Pas question de nous quitter ainsi après avoir dîné,
Ton époux et ma femme se levèrent pour danser
Sur un air langoureux visiblement à flirter destiné
Nous donnant l’occasion de tous deux nous éclipser.

L’obscurité au jardin n’était pas pour nous déplaire
Car nous pouvions distinguer leurs mains baladeuses,
Des attouchements se passant de tout commentaire,
Préliminaires à une suite se voulant prometteuse.

Ma compagne était experte en matière de branlette,
Elle aimait me sucer et le faisait de manière divine,
Ton homme la laissait fourrager dans sa braguette
Et nous la vîmes en extirper d’un seul coup sa pine.

Son fantasme avec lui elle était en train d’assouvir
Ne sachant pas qu’à travers la vitre nous l’observions.
Tout en le masturbant elle se hasarda à le dévêtir
Sans que ni toi ni moi sur la terrasse ne réagissions.

Il te manquait un joyau que j’avais acheté ce matin,
Un plug anal que dans ta main en douce j’ai glissé,
Une pierre taillée couleur rubis pour ton popotin,
Destiné à être introduit dans ton petit trou plissé.

Surprise tu m’entraînas vers un peu plus de lumière
Afin de découvrir ce qu’était ce cadeau insolite,
J’ai donc dû t’expliquer que c’était pour ton derrière
Et enthousiasmée tu as voulu l’y enfoncer bien vite.

Tu relevas ta petite robe légère et culotte baissée
Tu hésitas ne sachant comment tu devais procéder,
Aussi alors que je bandais de te voir ainsi troussée
Tu me tendis l’objet rutilant me priant de t’aider.

C’est moi qui dans ton anus adorable l’ai introduit
Mais n’ayant pas pensé au gel j’ai usé de ma salive
Afin de lubrifier suffisamment ton étroit conduit
Attendant que cette pierrerie ton calice enjolive.

Nos conjoints ayant déserté le salon maintenant
Nous savions ce qui se passait dans la pièce voisine,
Leurs râles et leurs cris de plaisir en provenant
Nous incitèrent nous aussi à des caresses coquines.

Nue à quatre pattes sur le divan de cuir installée,
A l’aide d’un miroir tu contemplais ton postérieur,
Par mon présent peu banal réjouie d’être enculée,
Ton adorable anus méritant bien tous les honneurs.

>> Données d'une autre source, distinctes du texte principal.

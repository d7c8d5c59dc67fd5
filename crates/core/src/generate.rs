//! Multi-color palette generation.
//!
//! Two families live here. Theme palettes start from the theme's base color
//! and walk the hue circle, either in equal steps or by a Delta E targeted
//! search. Seed palettes (group, optimal) spread golden-ratio hues around a
//! starting hue with sinusoidal lightness and chroma variation.
//!
//! Every color is passed through [`adjust_lch_to_gamut`] before it is
//! formatted, so no generator ever emits the neutral-gray fallback.

use std::collections::HashSet;

use serde::Serialize;
use tracing::debug;

use crate::color::{lch_to_hex, lch_to_lab, normalize_hue, rgb_to_lch, Lab, Lch, Rgb};
use crate::analysis::PaletteCharacteristics;
use crate::distance::{ciede2000, delta_e_rgb};
use crate::error::PaletteError;
use crate::gamut::{adjust_lch_to_gamut, Preserve};
use crate::gradient::generate_lightness_gradient_from_color;
use crate::hue_table::{adjusted_base, chroma_boost};
use crate::palette::{Palette, PaletteKind};
use crate::params::{GenerationParameters, Theme};
use crate::syntax::generate_syntax_palette;

/// `1 / φ`. Repeated steps of this fraction of a turn never revisit a hue.
pub const GOLDEN_RATIO_CONJUGATE: f64 = 0.618033988749895;

/// Number of colors in a group palette (`B10`..`B120`).
pub const GROUP_SIZE: usize = 12;

/// Delta E above which the winning hue is refined by nudging lightness and chroma.
const FINE_TUNE_THRESHOLD: f64 = 20.0;

/// Lightness and chroma nudges tried during fine tuning.
const FINE_TUNE_OFFSETS: [(f64, f64); 4] = [(3.0, 0.0), (-3.0, 0.0), (0.0, 5.0), (0.0, -5.0)];

/// Hue of the `index`-th golden-ratio step from `start`.
pub fn golden_hue(start: f64, index: usize) -> f64 {
    normalize_hue(start + index as f64 * 360.0 * GOLDEN_RATIO_CONJUGATE)
}

fn check_count(num_colors: usize) -> Result<(), PaletteError> {
    if num_colors < 1 {
        return Err(PaletteError::InvalidParameter(format!(
            "num_colors must be >= 1, got {num_colors}"
        )));
    }
    Ok(())
}

fn check_finite(name: &str, value: f64) -> Result<(), PaletteError> {
    if !value.is_finite() {
        return Err(PaletteError::InvalidParameter(format!(
            "{name} must be a finite number, got {value}"
        )));
    }
    Ok(())
}

fn in_gamut_hex(lch: Lch) -> String {
    lch_to_hex(adjust_lch_to_gamut(lch, Preserve::Lightness))
}

/// Sinusoidal position inside a lightness range, shared by the seed palettes.
fn wave_lightness(range: (f64, f64), index: usize) -> f64 {
    range.0 + (range.1 - range.0) * (0.5 + 0.4 * (index as f64 * 1.8).sin())
}

// ---------------------------------------------------------------------------
// Theme palettes
// ---------------------------------------------------------------------------

/// Hue increments scanned per step: narrow and fine for small targets, wide
/// and coarse for large ones. Returns `(first, last, step)` in degrees.
fn hue_search_range(target_delta_e: f64) -> (u32, u32, usize) {
    if target_delta_e < 15.0 {
        (10, 60, 2)
    } else if target_delta_e <= 30.0 {
        (15, 90, 3)
    } else {
        (20, 150, 5)
    }
}

/// Candidate closest to the target distance so far.
struct Best {
    lch: Lch,
    delta_e: f64,
    error: f64,
}

/// Replaces `best` with `candidate` if it lands closer to `target`.
fn consider(best: &mut Option<Best>, from: Lab, candidate: Lch, target: f64) {
    let delta_e = ciede2000(from, lch_to_lab(candidate));
    let error = (delta_e - target).abs();
    if best.as_ref().map_or(true, |b| error < b.error) {
        *best = Some(Best {
            lch: candidate,
            delta_e,
            error,
        });
    }
}

/// One step of the perceptual search.
///
/// Candidates whose hex was already emitted are ranked separately and only
/// win when every candidate repeats an earlier color.
struct StepSearch<'a> {
    from: Lab,
    target: f64,
    emitted: &'a HashSet<String>,
    fresh: Option<Best>,
    any: Option<Best>,
}

impl<'a> StepSearch<'a> {
    fn new(from: Lch, target: f64, emitted: &'a HashSet<String>) -> Self {
        Self {
            from: lch_to_lab(from),
            target,
            emitted,
            fresh: None,
            any: None,
        }
    }

    fn consider(&mut self, candidate: Lch) {
        if !self.emitted.contains(&lch_to_hex(candidate)) {
            consider(&mut self.fresh, self.from, candidate, self.target);
        }
        consider(&mut self.any, self.from, candidate, self.target);
    }

    fn leader(&self) -> Option<Lch> {
        self.fresh.as_ref().or(self.any.as_ref()).map(|b| b.lch)
    }

    fn finish(self) -> Option<Best> {
        self.fresh.or(self.any)
    }
}

/// Builds `num_colors` colors where each is roughly `target_delta_e`
/// (CIEDE2000) away from the previous one.
///
/// The first color is the theme base at `start_hue` (theme default when
/// `None`), biased by the hue table and mapped into gamut. Each following
/// color is the best hue step found in a bounded scan; the target is not
/// guaranteed to be hit exactly. Colors already in the palette are skipped
/// while any other candidate remains.
pub fn generate_perceptual_colors(
    num_colors: usize,
    theme: Theme,
    start_hue: Option<f64>,
    target_delta_e: f64,
) -> Result<Vec<String>, PaletteError> {
    check_count(num_colors)?;
    if !(target_delta_e.is_finite() && target_delta_e > 0.0) {
        return Err(PaletteError::InvalidParameter(format!(
            "target_delta_e must be > 0, got {target_delta_e}"
        )));
    }
    if let Some(hue) = start_hue {
        check_finite("start_hue", hue)?;
    }

    let base = theme.defaults();
    let start_hue = normalize_hue(start_hue.unwrap_or(base.h));
    let candidate_at = |hue: f64| {
        let (l, c) = adjusted_base(theme, hue, base.l, base.c);
        adjust_lch_to_gamut(Lch::new(l, c, hue), Preserve::Lightness)
    };

    let mut current = candidate_at(start_hue);
    let mut colors = Vec::with_capacity(num_colors);
    let mut emitted = HashSet::with_capacity(num_colors);
    colors.push(lch_to_hex(current));
    emitted.insert(lch_to_hex(current));

    let (first, last, step_by) = hue_search_range(target_delta_e);
    for step in 1..num_colors {
        let mut search = StepSearch::new(current, target_delta_e, &emitted);
        for increment in (first..=last).step_by(step_by) {
            let hue = normalize_hue(current.h + f64::from(increment));
            search.consider(candidate_at(hue));
        }

        if target_delta_e > FINE_TUNE_THRESHOLD {
            if let Some(winner) = search.leader() {
                for (dl, dc) in FINE_TUNE_OFFSETS {
                    let nudged = Lch::new(
                        (winner.l + dl).clamp(0.0, 100.0),
                        (winner.c + dc).max(0.0),
                        winner.h,
                    );
                    search.consider(adjust_lch_to_gamut(nudged, Preserve::Lightness));
                }
            }
        }

        let Some(best) = search.finish() else {
            break;
        };
        debug!(
            step,
            hue = best.lch.h,
            delta_e = best.delta_e,
            target = target_delta_e,
            "perceptual step"
        );
        current = best.lch;
        let hex = lch_to_hex(current);
        emitted.insert(hex.clone());
        colors.push(hex);
    }
    Ok(colors)
}

/// Builds `num_colors` colors at equal hue steps of `360 / num_colors`
/// starting from `start_hue`, each biased by the hue table for `theme`.
pub fn generate_uniform_colors(
    num_colors: usize,
    start_hue: f64,
    base_lightness: f64,
    base_chroma: f64,
    theme: Theme,
) -> Result<Vec<String>, PaletteError> {
    check_count(num_colors)?;
    check_finite("start_hue", start_hue)?;
    check_finite("base_lightness", base_lightness)?;
    check_finite("base_chroma", base_chroma)?;
    let hue_step = 360.0 / num_colors as f64;
    Ok((0..num_colors)
        .map(|i| {
            let hue = normalize_hue(start_hue + i as f64 * hue_step);
            let (l, c) = adjusted_base(theme, hue, base_lightness, base_chroma);
            in_gamut_hex(Lch::new(l, c, hue))
        })
        .collect())
}

/// Generates theme colors as configured by `params`: uniform hue steps when
/// `params.uniform` is set, the perceptual search otherwise.
pub fn generate_theme_colors(params: &GenerationParameters) -> Result<Vec<String>, PaletteError> {
    params.validate()?;
    let base = params.base_color();
    if params.uniform {
        generate_uniform_colors(params.num_colors, base.h, base.l, base.c, params.theme)
    } else {
        generate_perceptual_colors(
            params.num_colors,
            params.theme,
            Some(base.h),
            params.target_delta_e,
        )
    }
}

// ---------------------------------------------------------------------------
// Fitting to an existing palette
// ---------------------------------------------------------------------------

/// Target distances tried by [`find_optimal_parameters`].
pub const CANDIDATE_DELTA_E: [f64; 5] = [15.0, 20.0, 25.0, 30.0, 35.0];

/// Target distance used by [`generate_inspired_palette`].
const INSPIRED_DELTA_E: f64 = 25.0;

/// Perceptual parameters that best reproduce an existing palette.
#[derive(Debug, Clone, Copy, PartialEq, Serialize)]
pub struct ParameterFit {
    pub target_delta_e: f64,
    pub start_hue: f64,
    /// Mean CIEDE2000 distance between generated and target colors, index by index.
    pub average_distance: f64,
}

/// Whole-degree start hue of a palette: its lowest LCh hue, truncated.
fn palette_start_hue(target: &[Rgb]) -> Result<(f64, usize), PaletteError> {
    let report = PaletteCharacteristics::from_colors(target).ok_or_else(|| {
        PaletteError::InvalidParameter("target palette has no colors".into())
    })?;
    Ok((report.start_hue().trunc(), report.count))
}

/// Tries each of [`CANDIDATE_DELTA_E`] in perceptual mode from the target's
/// lowest hue and keeps the one whose output lies closest to `target`.
///
/// `num_colors` defaults to the target's length; when it differs, only the
/// overlapping positions are compared. Ties keep the smaller distance.
pub fn find_optimal_parameters(
    target: &[Rgb],
    theme: Theme,
    num_colors: Option<usize>,
) -> Result<ParameterFit, PaletteError> {
    let (start_hue, count) = palette_start_hue(target)?;
    let num_colors = num_colors.unwrap_or(count);
    check_count(num_colors)?;

    let mut best: Option<ParameterFit> = None;
    for target_delta_e in CANDIDATE_DELTA_E {
        let generated =
            generate_perceptual_colors(num_colors, theme, Some(start_hue), target_delta_e)?;
        let distances = generated
            .iter()
            .zip(target)
            .map(|(hex, &want)| Rgb::from_hex(hex).map(|got| delta_e_rgb(got, want)))
            .collect::<Result<Vec<_>, _>>()?;
        let average_distance = distances.iter().sum::<f64>() / distances.len() as f64;
        debug!(target_delta_e, start_hue, average_distance, "parameter candidate");
        if best.map_or(true, |b| average_distance < b.average_distance) {
            best = Some(ParameterFit {
                target_delta_e,
                start_hue,
                average_distance,
            });
        }
    }
    best.ok_or_else(|| PaletteError::InvalidParameter("no candidate parameters".into()))
}

/// A perceptual palette with as many colors as `target`, starting from its
/// lowest hue at a comfortable spacing.
pub fn generate_inspired_palette(target: &[Rgb], theme: Theme) -> Result<Vec<String>, PaletteError> {
    let (start_hue, count) = palette_start_hue(target)?;
    generate_perceptual_colors(count, theme, Some(start_hue), INSPIRED_DELTA_E)
}

// ---------------------------------------------------------------------------
// Seed palettes
// ---------------------------------------------------------------------------

/// Colors tuned for telling many items apart at a glance.
///
/// Hues follow golden-ratio steps (from `start_hue` when given, so the first
/// color sits exactly on it, otherwise from 0°). Lightness waves inside a
/// theme range (dark 40-75, light 60-90); chroma starts at 85, is boosted for
/// under-saturated hues and capped at 120 before gamut mapping.
pub fn generate_optimal_colors(
    num_colors: usize,
    theme: Theme,
    start_hue: Option<f64>,
) -> Result<Vec<String>, PaletteError> {
    check_count(num_colors)?;
    if let Some(hue) = start_hue {
        check_finite("start_hue", hue)?;
    }
    let range = match theme {
        Theme::Dark => (40.0, 75.0),
        Theme::Light => (60.0, 90.0),
    };
    let start = start_hue.unwrap_or(0.0);
    Ok((0..num_colors)
        .map(|i| {
            let hue = golden_hue(start, i);
            let lightness = wave_lightness(range, i);
            let variation = 0.8 + 0.4 * (i as f64 * 0.9).cos();
            let chroma = (85.0 * chroma_boost(hue) * variation).min(120.0);
            in_gamut_hex(Lch::new(lightness, chroma, hue))
        })
        .collect())
}

/// Group palettes use a milder boost than [`chroma_boost`] and leave magentas alone.
fn group_chroma_factor(hue: f64) -> f64 {
    if (60.0..=180.0).contains(&hue) {
        1.2
    } else if (180.0..=240.0).contains(&hue) {
        1.1
    } else {
        1.0
    }
}

/// Builds matching dark and light group palettes around a seed color.
///
/// The dark palette starts with the seed itself; the light one starts with
/// the seed lifted by 20 lightness units (kept within 60-95). The remaining
/// colors take golden-ratio hues from the seed, sinusoidal lightness inside
/// 40-75 (dark) or 60-95 (light), and chroma scaled from the seed's own.
pub fn generate_group_palettes_from_color(
    seed_hex: &str,
    num_colors: usize,
) -> Result<(Vec<String>, Vec<String>), PaletteError> {
    let seed_rgb = Rgb::from_hex(seed_hex)?;
    check_count(num_colors)?;
    let seed = rgb_to_lch(seed_rgb);

    let dark_range = (40.0, 75.0);
    let light_range = (60.0, 95.0);

    let mut dark = Vec::with_capacity(num_colors);
    let mut light = Vec::with_capacity(num_colors);
    dark.push(seed_rgb.to_hex());
    let lifted = (seed.l + 20.0).clamp(light_range.0, light_range.1);
    light.push(in_gamut_hex(Lch::new(lifted, seed.c, seed.h)));

    for i in 1..num_colors {
        let hue = golden_hue(seed.h, i);
        let factor = group_chroma_factor(hue);
        let wave = (i as f64 * 0.9).cos();
        let dark_c = (seed.c * factor * (0.8 + 0.4 * wave)).min(100.0);
        let light_c = (seed.c * factor * (0.7 + 0.5 * wave)).min(100.0);
        dark.push(in_gamut_hex(Lch::new(wave_lightness(dark_range, i), dark_c, hue)));
        light.push(in_gamut_hex(Lch::new(wave_lightness(light_range, i), light_c, hue)));
    }
    Ok((dark, light))
}

/// Builds a labelled palette of the given kind from one seed color.
///
/// `Gradient` is the 16-step lightness gradient, `Group` the dark group
/// palette, `Syntax` the 16-color syntax palette. `Steps` has no seed-based
/// generator and is rejected with `InvalidParameter`; build it from
/// [`crate::interpolate::interpolate_colors`] output instead.
pub fn generate_palettes_from_color(
    seed_hex: &str,
    kind: PaletteKind,
) -> Result<Palette, PaletteError> {
    let colors = match kind {
        PaletteKind::Gradient => generate_lightness_gradient_from_color(seed_hex)?,
        PaletteKind::Group => generate_group_palettes_from_color(seed_hex, GROUP_SIZE)?.0,
        PaletteKind::Syntax => generate_syntax_palette(seed_hex)?,
        PaletteKind::Steps(n) => {
            return Err(PaletteError::InvalidParameter(format!(
                "no seed generator for a {n}-step palette"
            )))
        }
    };
    Palette::from_hex(kind, &colors)
}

Allongé sur toi de notre soixante-neuf tu profitas
Pour malaxer mes couilles au-dessus de ton visage,
En tous sens avec dextérité de tes doigt tu les agitas
Et ce que nous fîmes après ne fut pas du plus sage.

Avec mon épouse à la maison nous sommes revenus
Avec des songes lubriques et des secrets plein la tête,
Nous revoyant chez nos voisins entièrement nus,
Décidés à les convier chez nous pour faire la fête.